**Your goal**
One number is the full answer: how many lines in the records contain the word "Single"?

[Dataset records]
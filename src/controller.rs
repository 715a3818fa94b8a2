// Copyright 2026 Hypermesh Foundation. All rights reserved.
// Ecology Engine - Predictive Controller
//
// Receding-horizon controller. Each solve builds an arena of candidate
// control sequences, forward-simulates every candidate through the RK4
// engine under its actuated coefficients, discards trajectories that touch
// the collapse boundary, and reduces the rest to the minimum-cost sequence.
// A short pattern search then refines the winner. Only the first signal of
// the returned plan is meant to be applied.

use serde::{Deserialize, Serialize};
use std::sync::atomic::{AtomicBool, Ordering};
use std::sync::Arc;
use std::time::{Duration, Instant};

use crate::actuation::ActuationMapper;
use crate::dynamics::{DynamicsError, Integrator};
use crate::equilibrium::{self, Equilibrium, EquilibriumError};
use crate::types::{ControlSignal, ModelParams, PopulationState, StructuralParams};

// ─── Settings ───────────────────────────────────────────────────────────────

#[derive(Debug, Clone, Copy, PartialEq, Serialize, Deserialize)]
#[serde(default)]
pub struct MpcSettings {
    /// Prediction horizon in control intervals; 0 sizes it from the
    /// oscillation period.
    pub horizon_steps: usize,
    pub max_horizon_steps: usize,
    /// Length of one control interval in simulation time.
    pub control_dt: f64,
    /// RK4 substep used while forecasting.
    pub forecast_dt: f64,
    /// Candidate grid covers `[-signal_span, signal_span]` per channel.
    pub signal_span: f64,
    pub grid_levels: usize,
    /// Number of piecewise-constant segments a candidate may vary over.
    pub move_blocks: usize,
    pub refine_iterations: usize,
    pub w_x: f64,
    pub w_y: f64,
    pub w_effort: f64,
    pub w_barrier: f64,
    /// Barrier activates below `collapse_margin * X_eq`.
    pub collapse_margin: f64,
    /// Predicted resource at or below this level is a collapse.
    pub collapse_floor: f64,
    /// Shift of the resource target per unit of normalized price differential.
    pub price_gain: f64,
    pub solve_timeout_ms: u64,
}

impl Default for MpcSettings {
    fn default() -> Self {
        Self {
            horizon_steps: 0,
            max_horizon_steps: 120,
            control_dt: 1.0,
            forecast_dt: 0.1,
            signal_span: 4.0,
            grid_levels: 5,
            move_blocks: 2,
            refine_iterations: 4,
            w_x: 1.0,
            w_y: 0.5,
            w_effort: 0.01,
            w_barrier: 10.0,
            collapse_margin: 0.2,
            collapse_floor: 1e-6,
            price_gain: 0.25,
            solve_timeout_ms: 250,
        }
    }
}

/// Cost functional in force for a solve.
#[derive(Debug, Clone, Copy, PartialEq, Eq, Serialize, Deserialize)]
pub enum Objective {
    /// Track the equilibrium, shifted by the price differential, with effort
    /// and collapse-barrier penalties.
    Tracking,
    /// Emergency: only distance from the collapse boundary counts.
    Recovery,
}

// ─── Errors ─────────────────────────────────────────────────────────────────

#[derive(Debug, Clone, PartialEq, thiserror::Error)]
pub enum SolveError {
    #[error("no admissible trajectory within the horizon ({evaluated} candidates evaluated)")]
    Infeasible { evaluated: usize },

    #[error("solve cancelled after {evaluated} candidate evaluations")]
    Timeout { evaluated: usize },

    #[error("forecast step rejected: {0}")]
    Dynamics(#[from] DynamicsError),

    #[error("reference equilibrium unavailable: {0}")]
    Equilibrium(#[from] EquilibriumError),
}

// ─── Cancellation ───────────────────────────────────────────────────────────

/// Cooperative cancellation checked between candidate evaluations.
///
/// Trips when the optional deadline passes or when any holder calls
/// [`cancel`](Self::cancel).
#[derive(Debug, Clone, Default)]
pub struct Cancellation {
    deadline: Option<Instant>,
    flag: Arc<AtomicBool>,
}

impl Cancellation {
    pub fn never() -> Self {
        Self::default()
    }

    /// Deadline `timeout` from now. On wasm32 `std` has no clock, so no
    /// deadline is set: the solve is bounded only by the candidate arena and
    /// refine iterations, and only the explicit flag applies.
    pub fn with_timeout(timeout: Duration) -> Self {
        #[cfg(not(target_arch = "wasm32"))]
        let deadline = Instant::now().checked_add(timeout);
        #[cfg(target_arch = "wasm32")]
        let deadline = {
            let _ = timeout;
            None
        };
        Self { deadline, flag: Arc::new(AtomicBool::new(false)) }
    }

    pub fn cancel(&self) {
        self.flag.store(true, Ordering::Relaxed);
    }

    pub fn is_cancelled(&self) -> bool {
        self.flag.load(Ordering::Relaxed) || self.deadline.is_some_and(|d| Instant::now() >= d)
    }
}

// ─── Request / Plan ─────────────────────────────────────────────────────────

/// Owned snapshot handed to a solve; safe to move onto a worker thread.
#[derive(Debug, Clone, Serialize, Deserialize)]
pub struct SolveRequest {
    pub state: PopulationState,
    pub structural: StructuralParams,
    /// Emergency multiplier applied to structural beta in the forecast.
    pub beta_multiplier: f64,
    pub price_differential: f64,
    /// Normalizes the price differential (the breaker's entry threshold).
    pub observation_scale: f64,
    pub horizon_steps: usize,
    pub objective: Objective,
    /// Previous plan, shifted by one interval to seed this solve.
    pub warm_start: Vec<ControlSignal>,
    /// Signal currently applied.
    pub hold: ControlSignal,
}

#[derive(Debug, Clone, Serialize, Deserialize)]
pub struct Plan {
    /// One raw signal per control interval of the horizon.
    pub signals: Vec<ControlSignal>,
    pub cost: f64,
    pub evaluated: usize,
    pub feasible: usize,
}

impl Plan {
    /// Signal to apply now.
    pub fn first(&self) -> ControlSignal {
        self.signals.first().copied().unwrap_or_default()
    }
}
//! Spread kinds and their card layouts.

use serde::{Deserialize, Serialize};

/// Delay between consecutive cards being dealt onto the table.
pub const DEAL_STAGGER_MS: u64 = 110;

/// Card count used for spread names that are not recognised.
pub const FALLBACK_CARD_COUNT: usize = 10;

/// A named tarot layout with a fixed card count.
#[derive(Debug, Clone, Copy, PartialEq, Eq, Hash, Serialize, Deserialize)]
#[serde(rename_all = "lowercase")]
pub enum SpreadKind {
    /// One card: the card of the moment.
    Single,
    /// Three cards: past, present, future.
    Three,
    /// Ten cards in the Celtic Cross.
    Celtic,
}

impl SpreadKind {
    /// All spreads, smallest first.
    pub fn all() -> &'static [Self] {
        &[Self::Single, Self::Three, Self::Celtic]
    }

    /// Parse a spread from its key. Unknown names are rejected.
    pub fn parse(s: &str) -> Option<Self> {
        match s.trim().to_lowercase().as_str() {
            "single" | "one" | "1" => Some(Self::Single),
            "three" | "3" => Some(Self::Three),
            "celtic" | "celtic cross" | "celtic-cross" | "10" => Some(Self::Celtic),
            _ => None,
        }
    }

    /// Card count for a raw spread name, keeping the page's historical
    /// behaviour of treating any unknown name as the ten-card spread.
    pub fn cards_for_name(name: &str) -> usize {
        Self::parse(name).map_or(FALLBACK_CARD_COUNT, Self::card_count)
    }

    /// Number of cards this spread draws.
    pub fn card_count(self) -> usize {
        match self {
            Self::Single => 1,
            Self::Three => 3,
            Self::Celtic => 10,
        }
    }

    /// The key this spread uses in data files and analytics.
    pub fn key(self) -> &'static str {
        match self {
            Self::Single => "single",
            Self::Three => "three",
            Self::Celtic => "celtic",
        }
    }

    /// Table layout for `count` dealt cards of this spread.
    pub fn layout(self, count: usize) -> SpreadLayout {
        let celtic = self == Self::Celtic;
        let slots = (0..count)
            .map(|index| SlotLayout {
                position: if celtic { u8::try_from(index + 1).ok() } else { None },
                crossed: celtic && index == 1,
                deal_delay_ms: index as u64 * DEAL_STAGGER_MS,
            })
            .collect();
        SpreadLayout {
            style: if celtic {
                ContainerStyle::CelticCross
            } else {
                ContainerStyle::Row
            },
            slots,
        }
    }
}

impl std::fmt::Display for SpreadKind {
    fn fmt(&self, f: &mut std::fmt::Formatter<'_>) -> std::fmt::Result {
        match self {
            Self::Single => write!(f, "Single Card"),
            Self::Three => write!(f, "Three Cards"),
            Self::Celtic => write!(f, "Celtic Cross"),
        }
    }
}

/// How the card container arranges its slots.
#[derive(Debug, Clone, Copy, PartialEq, Eq)]
pub enum ContainerStyle {
    /// A simple left-to-right row.
    Row,
    /// The cross-and-staff arrangement.
    CelticCross,
}

impl ContainerStyle {
    /// CSS class applied to the cards container.
    pub fn css_class(self) -> &'static str {
        match self {
            Self::Row => "",
            Self::CelticCross => "cardsCelticCross",
        }
    }
}

/// Placement of one card slot.
#[derive(Debug, Clone, Copy, PartialEq, Eq)]
pub struct SlotLayout {
    /// 1-based position in the cross (Celtic Cross only).
    pub position: Option<u8>,
    /// Card lies across the one beneath it (the second Celtic Cross card).
    pub crossed: bool,
    /// Delay before the slot's deal animation starts.
    pub deal_delay_ms: u64,
}

/// Container style plus one layout per dealt card.
#[derive(Debug, Clone, PartialEq, Eq)]
pub struct SpreadLayout {
    /// Container arrangement.
    pub style: ContainerStyle,
    /// Per-slot placement, in draw order.
    pub slots: Vec<SlotLayout>,
}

**Exercise output**
6